#18 : Mom

10.3K 535 85
                                    

Maaf part sebelumnya tidak membalas komentar kalian. Saya akhir-akhir ini sedikit sibuk. Meski begitu, saya akan menyempatkan update setiap hari.

Napasku memburu.

Beruntung, aku sudah masuk ke dalam mobil sehingga Dad tidak bisa menangkapku. Namun nahasnya, Dad diam di tengah jalan sehingga Rick Teddy tidak melajukan mobilnya. "Please, Rick. Bawa aku pergi ke mana pun itu." Rick memandangku cemas.

"Kamu yakin?" tanyanya.

"Yakin. Please."

"Tapi masalahnya ... gimana aku keluar dari situasi ini? Di depan sana ada Ayahmu."

Ayah berjalan menghampiri moncong mobil kemudian memukulnya cukup keras. "Gina keluar!" Dak dak dak! Kukira setelah aku masuk ke dalam mobil aku bisa bernapas lega tetapi ternyata tidak. "Apa yang kamu pikirkan Gina!? Keluar! Go out, Gina! And you ...," tunjuk Dad pada Rick. "KELUARKAN ANAK SAYA!"

"Buka jendelanya," bisikku. "Jika dia menghampiri jendela, langsung tancam gasnya."

"Tu-tunggu, itu berbahaya, Gina. Bisa saja Ayahmu memegang mobil sehingga dia terbawa."

"Kumohon lakukan!"

"O-oke."

Nyatanya Dad tidak menghampiri kaca jendela mobil. Aku semakin frustasi. Kucoba membuka jendela kaca di sampingku. Ternyata Dad langsung berlari, mungkin bermaksud menangkap tanganku supaya Rick tidak bisa melajukan kendaraannya. Tak membuang kesempatan itu, Rick langsung menancapkan gas meninggalkan Dad yang tengah teriak-teriak memanggil namaku. Ada apa dengan Dad? Padahal seharusnya jika dia membenciku, dia tak perlu repot-repot mengejarku. Jelas bukan. Dalam situasi seperti ini mana mungkin aku mengerti jalan pikirannya.

"Aku tidak menyangka dramanya akan sehebat itu," kata Rick. Aku terdiam. "Sepertinya aku salah memberi saran. Maaf."

"Tidak salah. Hanya saja, hati perempuan itu rumit. Laki-laki kebanyakan tidak akan mengerti dan tidak mau mengerti."

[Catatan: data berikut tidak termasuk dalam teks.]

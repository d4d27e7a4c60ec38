//! Mapping of use case errors to HTTP responses.

use axum::{
    Json,
    http::StatusCode,
    response::{IntoResponse, Response},
};

use crate::{
    infrastructure::dto::http::FieldErrors,
    usecase::{
        HeartbeatError, ListError, MessageMutationError, PostMessageError, RegisterError,
    },
};

pub type ApiResult<T> = Result<T, ApiError>;

/// Error returned by HTTP handlers
#[derive(Debug)]
pub enum ApiError {
    /// 422 with the list of field messages
    Validation(Vec<String>),
    /// 422 with an empty body
    Unprocessable,
    /// 409
    Conflict(String),
    /// 401
    Unauthorized,
    /// 404
    NotFound,
    /// 500, details are logged but not returned
    Internal(String),
}

impl IntoResponse for ApiError {
    fn into_response(self) -> Response {
        match self {
            ApiError::Validation(messages) => {
                (StatusCode::UNPROCESSABLE_ENTITY, Json(messages)).into_response()
            }
            ApiError::Unprocessable => StatusCode::UNPROCESSABLE_ENTITY.into_response(),
            ApiError::Conflict(message) => (StatusCode::CONFLICT, message).into_response(),
            ApiError::Unauthorized => {
                (StatusCode::UNAUTHORIZED, Json(serde_json::json!({"error": "Unauthorized"})))
                    .into_response()
            }
            ApiError::NotFound => StatusCode::NOT_FOUND.into_response(),
            ApiError::Internal(detail) => {
                tracing::error!("Request failed: {}", detail);
                (
                    StatusCode::INTERNAL_SERVER_ERROR,
                    Json(serde_json::json!({"error": "Internal server error"})),
                )
                    .into_response()
            }
        }
    }
}

impl From<FieldErrors> for ApiError {
    fn from(errors: FieldErrors) -> Self {
        ApiError::Validation(errors.into_messages())
    }
}

impl From<RegisterError> for ApiError {
    fn from(error: RegisterError) -> Self {
        match error {
            RegisterError::AlreadyRegistered(_) => {
                ApiError::Conflict("User already exists".to_string())
            }
            other => ApiError::Internal(other.to_string()),
        }
    }
}

impl From<HeartbeatError> for ApiError {
    fn from(error: HeartbeatError) -> Self {
        match error {
            HeartbeatError::NotRegistered(_) => ApiError::NotFound,
            other => ApiError::Internal(other.to_string()),
        }
    }
}

impl From<ListError> for ApiError {
    fn from(error: ListError) -> Self {
        ApiError::Internal(error.to_string())
    }
}

impl From<PostMessageError> for ApiError {
    fn from(error: PostMessageError) -> Self {
        match error {
            PostMessageError::SenderNotRegistered(_) => ApiError::Unprocessable,
            other => ApiError::Internal(other.to_string()),
        }
    }
}

impl From<MessageMutationError> for ApiError {
    fn from(error: MessageMutationError) -> Self {
        match error {
            MessageMutationError::NotFound(_) => ApiError::NotFound,
            MessageMutationError::NotAuthor { .. } | MessageMutationError::RequesterMissing(_) => {
                ApiError::Unauthorized
            }
            MessageMutationError::EditorNotRegistered(_) => ApiError::Unprocessable,
            MessageMutationError::Store(e) => ApiError::Internal(e.to_string()),
        }
    }
}

#[cfg(test)]
mod tests {
    use super::*;
    use crate::domain::RepositoryError;

    #[test]
    fn test_status_mapping() {
        // テスト項目: UseCase エラーが対応するステータスに変換される
        let cases: Vec<(ApiError, StatusCode)> = vec![
            (
                RegisterError::AlreadyRegistered("Ana".to_string()).into(),
                StatusCode::CONFLICT,
            ),
            (
                HeartbeatError::NotRegistered("Ana".to_string()).into(),
                StatusCode::NOT_FOUND,
            ),
            (
                PostMessageError::SenderNotRegistered("Ana".to_string()).into(),
                StatusCode::UNPROCESSABLE_ENTITY,
            ),
            (
                MessageMutationError::NotAuthor {
                    id: "x".to_string(),
                    requester: "Beto".to_string(),
                }
                .into(),
                StatusCode::UNAUTHORIZED,
            ),
            (
                MessageMutationError::NotFound("x".to_string()).into(),
                StatusCode::NOT_FOUND,
            ),
            (
                MessageMutationError::RequesterMissing("x".to_string()).into(),
                StatusCode::UNAUTHORIZED,
            ),
            (
                ListError::Store(RepositoryError::Unavailable("down".to_string())).into(),
                StatusCode::INTERNAL_SERVER_ERROR,
            ),
        ];

        for (error, expected) in cases {
            assert_eq!(error.into_response().status(), expected);
        }
    }
}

"Aku sudah dengar rumornya dari Johan. Kurasa itu bukan hanya sekadar berita burung."

"Ya memang benar. Dan, Dad mengetahuinya. Kemarin kukatakan padanya itu upaya aku berdamai dengan hatiku yang masih saja mencintai Dad. Kamu tahu bagaimana reaksinya?"

"Hmmm actually i see. Hanya dengan melihat perdebatan kalian tadi aku bisa membayangkan bagaimana alurnya."

Aku tertawa. "Kamu kira novel, huh?"

"Hidup adalah novel. Tahu kenapa?"

Aku menggeleng. "Karena mustahil tidak ada drama."

Kalimat Rick ... membuatku bungkam. Dia benar. Setiap orang pasti memiliki drama dalam hidupnya.

"I see."

"Mau ke mana?"

"Antar saja ke rumah Mom." Kukatakan pada Rick di mana alamatnya. Dia tidak mengeluh padahal jaraknya sangat jauh. Dia memang pria baik.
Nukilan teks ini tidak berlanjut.